Sunday, September 24, 2017

TRAVEL PRELUDES: These are the good old days.

At the age of 57, it isn't quite the same as for this twenty-something, although I can't tell you how much I appreciate the sentiments.

The Worst Part of Traveling is Coming Home (Perpetual Wanderlust)

Before I had left for Southeast Asia someone had told me that the worst part of traveling is coming home and having the travel bug. I didn’t truly understand the gravity of that statement until I had returned home after traveling and living in Southeast Asia for six months. You leave your home country to be a part of something different, to push yourself outside of your comfort zone, to find yourself. When you come home, everyone asks, “how was your trip?” as if you went on vacation to Florida for a few weeks – not fully understanding the crazy, beautiful, meaningful experience that was your “trip”.

It seems that the older you become, the more you have to come home to, in need of tending: families, pets, work and obligations. Finally you reach an age where these demands have receded -- and so have you.

Consequently, I've never felt the first pang of regret that I traded "normal" Southern Indiana existence for the chance to travel when I was in my twenties. Opportunities were lost, and other gained; overall, the balance suits me.

Then in my thirties and forties, I was able to parlay relative (trust me) success in business into further opportunities to wander. These days, I'm doing it again, just without the business ... quite yet.

Who needs money for retirement when he never planned on retiring, anyway?

One wishes to recapture the innocence, but it's like trying to forget what you know about playing a musical instrument, which is to say you can't unlearn what you already grokked. The thrill is gone, but it hasn't gone away. The rewards are more mature, accepting and knowing.

We've changed a lot, Europe and me, but we're still a team.

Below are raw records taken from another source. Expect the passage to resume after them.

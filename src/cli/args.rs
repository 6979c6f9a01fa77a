use std::path::PathBuf;

use clap::{Args as ClapArgs, Parser, Subcommand};

#[derive(Parser, Debug)]
#[command(name = "deepyami")]
#[command(about = "Translate and proofread text with OpenAI, Anthropic and Gemini models")]
#[command(version)]
pub struct Args {
    /// File to translate (reads from stdin if not provided)
    pub file: Option<PathBuf>,

    /// Target language (e.g. English, Japanese, ko, zh-TW)
    #[arg(short = 't', long = "to")]
    pub to: Option<String>,

    #[command(flatten)]
    pub request: RequestArgs,

    /// Suppress status messages
    #[arg(short, long, global = true, conflicts_with = "verbose")]
    pub quiet: bool,

    /// Print debug logs to stderr
    #[arg(short, long, global = true)]
    pub verbose: bool,

    /// Disable colored output
    #[arg(long, global = true)]
    pub no_color: bool,

    #[command(subcommand)]
    pub command: Option<Command>,
}

/// Options shared by every command that talks to a model.
#[derive(ClapArgs, Debug, Clone, Default)]
pub struct RequestArgs {
    /// Translation style (business, standard, friend)
    #[arg(short = 's', long)]
    pub style: Option<String>,

    /// Model (gpt, gpt-mini, claude, claude-haiku, gemini, gemini-flash)
    #[arg(short = 'm', long)]
    pub model: Option<String>,

    /// Wait for the full response instead of streaming it
    #[arg(long)]
    pub no_stream: bool,
}

#[derive(Subcommand, Debug)]
pub enum Command {
    /// Proofread text in its original language
    Proofread {
        /// File to proofread (reads from stdin if not provided)
        file: Option<PathBuf>,

        #[command(flatten)]
        request: RequestArgs,
    },
    /// Check the API key and connection for a model
    Check {
        /// Model to check (defaults to the configured model)
        #[arg(short = 'm', long)]
        model: Option<String>,
    },
    /// Interactive translation session
    #[command(alias = "chat")]
    Interactive {
        /// Target language
        #[arg(short = 't', long = "to")]
        to: Option<String>,

        /// Translation style
        #[arg(short = 's', long)]
        style: Option<String>,

        /// Model name
        #[arg(short = 'm', long)]
        model: Option<String>,
    },
    /// Configure the default model, API keys and languages
    Configure {
        /// Show current configuration
        #[arg(long)]
        show: bool,
    },
    /// List supported models
    Models,
    /// List supported languages
    Languages,
    /// List translation styles
    Styles,
}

Later this evening, everyday life at home will resume. If experience is to be trusted, my psychic batteries will be recharged, at least for a little while. We'll see what happens next, for so long as next time comes around.

As noted previously, Dossier #37 likely will be remembered as an elegiac journey, though not to say mournful or melancholy. The past year has been a hard one in the sense of saying goodbye to family members and friends who were destined not to experience the "next" time. All I can do is carry their memories forward as best I can, and I will.

It will be good to be back. It will be better to leave again, next time. To my closer friends among you, simply this: don't ever allow me to read Alan Moore's novel Jerusalem at such a juncture in my life, ever again.

It was a wonderful book, to be sure (thanks Jon), but a little metaphysics goes a long way. I departed for the trip terrified that I'd find myself gliding through the streets of Amsterdam, hallucinating about stairways to Mansoul, and searching desperately for a cluster of Puck's Hats.

If this really occurred, there'll be a likely culprit -- and I'll tell you about it tomorrow.